The inability to grasp this essential point explains the general failure of new British comedy to replicate the success of Gervais and David. The inexplicable Lead Balloon was the first, featuring comedian Jack Dee playing a version of his grumpy misanthropic stage persona as grumpy misanthropic comedian Rick Spleen, complete with Curb Your Enthusiasm’s self-knowingness and Office-style downbeat humour. Dee is a likeable comedian, bringing an everyman’s sourness to the excitable excesses of popular culture, but one can only assume that Lead Balloon has made it to its fourth series out of goodwill. Where David in Curb simply can’t comprehend social mores, Dee’s Spleen is often just cruel and callous; where Gervais in Extras sneers at his contemporaries out of palpable insecurity, Spleen is just a prick. I think we’re supposed to find common ground with his long-suffering wife and treat Spleen as a satire of self-absorbed celebrity, but given all the jokes come from Rick, we’re left with the uncomfortable option of laughing along with someone genuinely dislikeable.

Sadly, it is this trap which comedian Simon Amstell has fallen into in Grandma’s House. Amstell, like Dee, is a likeable performer, bringing an absurdist cynicism and irreverence to the blandly self-important world of pop in Popworld and latterly Never Mind the Buzzcocks (following in the tradition of Smash Hits and the better bits of the NME). But his attempt at the modern sitcom simply reeks of contempt for his audience.

Grandma’s House centres upon a wackily neurotic Jewish family in which Amstell plays a version of himself, a young Jewish loud-mouthed comic looking for a change of direction. Repeating the mistake that comedians often make when doing a sitcom, it feels like the writing of a stand-up reworking stage material for the screen. Sadly, observational humour on the eccentricities of others doesn’t work when it’s your own comic creation you’re taking off. So the big joke of the first episode was Amstell observing that his mother’s new boyfriend was a pompous arsehole and – guess what? – he turned out to be a pompous arsehole.
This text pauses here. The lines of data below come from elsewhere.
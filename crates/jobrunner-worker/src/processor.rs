//! Single-job execution: status transitions plus handler dispatch.

use jobrunner_core::HandlerRegistry;
use jobrunner_db::{DbError, JobStatus, JobStore};
use std::sync::Arc;
use std::time::Instant;
use thiserror::Error;
use tokio_util::sync::CancellationToken;
use tracing::{info, warn};
use uuid::Uuid;

/// Failure of a single processing attempt.
#[derive(Debug, Error)]
pub enum ProcessError {
    #[error("invalid job id {0}")]
    InvalidId(String),

    #[error(transparent)]
    Store(#[from] DbError),

    #[error(transparent)]
    Handler(#[from] jobrunner_core::Error),
}

/// Executes one claimed job end-to-end.
pub struct Processor {
    store: Arc<dyn JobStore>,
    registry: Arc<HandlerRegistry>,
}

impl Processor {
    pub fn new(store: Arc<dyn JobStore>, registry: Arc<HandlerRegistry>) -> Self {
        Self { store, registry }
    }

    /// Run the job behind `raw_id` and persist its outcome.
    ///
    /// The status transitions are not atomic with the queue: a crash after
    /// the job reached `processing` leaves the id to the reaper, and the
    /// next delivery overwrites the outcome.
    pub async fn process(
        &self,
        cancel: &CancellationToken,
        raw_id: &str,
    ) -> Result<(), ProcessError> {
        let started = Instant::now();

        let id = Uuid::parse_str(raw_id).map_err(|_| ProcessError::InvalidId(raw_id.to_string()))?;

        self.store.update_status(id, JobStatus::Processing).await?;
        let job = self.store.get(id).await?;

        info!(job_id = %id, job_type = %job.job_type, "Processing job");

        match self
            .registry
            .dispatch(&job.job_type, &job.input, cancel)
            .await
        {
            Ok(output) => {
                self.store.set_done(id, output).await?;
                info!(
                    job_id = %id,
                    job_type = %job.job_type,
                    duration_ms = started.elapsed().as_millis() as u64,
                    "Job done"
                );
                Ok(())
            }
            Err(err) => {
                let message = err.to_string();
                if let Err(store_err) = self.store.set_error(id, &message).await {
                    warn!(job_id = %id, error = %store_err, "Failed to record job error");
                }
                warn!(
                    job_id = %id,
                    job_type = %job.job_type,
                    duration_ms = started.elapsed().as_millis() as u64,
                    error = %message,
                    "Job failed"
                );
                Err(err.into())
            }
        }
    }
}

#[cfg(test)]
mod tests {
    use super::*;
    use crate::testutil::{FakeStore, test_registry};
    use serde_json::json;

    #[tokio::test]
    async fn process_marks_the_job_done_with_output() {
        let store = Arc::new(FakeStore::default());
        let id = store.insert("echo", json!({"x": 1}));
        let processor = Processor::new(store.clone(), test_registry());

        processor
            .process(&CancellationToken::new(), &id.to_string())
            .await
            .unwrap();

        let job = store.get_sync(id);
        assert_eq!(job.status, JobStatus::Done);
        assert_eq!(job.output, Some(json!({"x": 1})));
        assert!(job.error.is_none());
    }

    #[tokio::test]
    async fn process_records_unknown_type_errors() {
        let store = Arc::new(FakeStore::default());
        let id = store.insert("nope", json!({}));
        let processor = Processor::new(store.clone(), test_registry());

        let err = processor
            .process(&CancellationToken::new(), &id.to_string())
            .await
            .unwrap_err();
        assert!(matches!(err, ProcessError::Handler(_)));

        let job = store.get_sync(id);
        assert_eq!(job.status, JobStatus::Error);
        assert_eq!(job.error.as_deref(), Some("unknown job type: nope"));
    }

    #[tokio::test]
    async fn process_overwrites_a_crashed_prior_attempt() {
        let store = Arc::new(FakeStore::default());
        let id = store.insert("echo", json!({"x": 1}));
        let processor = Processor::new(store.clone(), test_registry());

        // A previous worker died after moving the job to processing; the
        // redelivered id must still run to completion.
        store.update_status(id, JobStatus::Processing).await.unwrap();
        processor
            .process(&CancellationToken::new(), &id.to_string())
            .await
            .unwrap();

        let job = store.get_sync(id);
        assert_eq!(job.status, JobStatus::Done);
        assert_eq!(job.output, Some(json!({"x": 1})));
    }

    #[tokio::test]
    async fn process_rejects_malformed_ids() {
        let store = Arc::new(FakeStore::default());
        let processor = Processor::new(store, test_registry());

        let err = processor
            .process(&CancellationToken::new(), "not-a-uuid")
            .await
            .unwrap_err();
        assert!(matches!(err, ProcessError::InvalidId(_)));
    }

    #[tokio::test]
    async fn process_surfaces_missing_jobs() {
        let store = Arc::new(FakeStore::default());
        let processor = Processor::new(store, test_registry());

        let err = processor
            .process(&CancellationToken::new(), &Uuid::now_v7().to_string())
            .await
            .unwrap_err();
        assert!(matches!(err, ProcessError::Store(DbError::NotFound(_))));
    }
}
Like all new comedy, it didn’t have a laughter track – which, because you’re not being told to laugh, is supposed to allow you discover just how witty and urbane the humour is all by yourself. Except – for all its flaws – a laughter track is TV’s attempt to replicate the social aspect of live comedy. While it is manipulated and over-used, ‘canned laughter’ (despite its suggestion of mass-produced, off-the-shelf laughter) is usually taken from actual laughter of the audience in the studio. It’s why the likes of Happy Days and Friends made a virtue out of being filmed in front of a live studio audience. Even if they glossed over it when it went out on TV, the performers, producers and writers would know when a bad comedy tanked in front of an audience. While it’s refreshing to be without the laughter track in these new shows, you can’t help but feel it can also serve as an excuse for self-indulgent comedians to tell jokes without ever having to be as vulgar and populist as to tell a gag.

Nobody particularly wants to return to the kind of hackneyed sitcom so regularly parodied by today’s generation of comedians. But for all its pretensions, Grandma’s House is a lazy and self-indulgent show, which seems to rely on the assumption that Jewish families are intrinsically funny (the teenager didn’t want to be an accountant! The mother was neurotic!) without ever really wanting to make us laugh. This was a good example of why the best comedy may break all the rules, there’s one it never breaks one: comedy is, at its heart, about making people laugh, however you choose to do it. And if a comedian isn’t happy doing just that, perhaps they really should consider a change of career.

David Bowden is spiked’s TV columnist.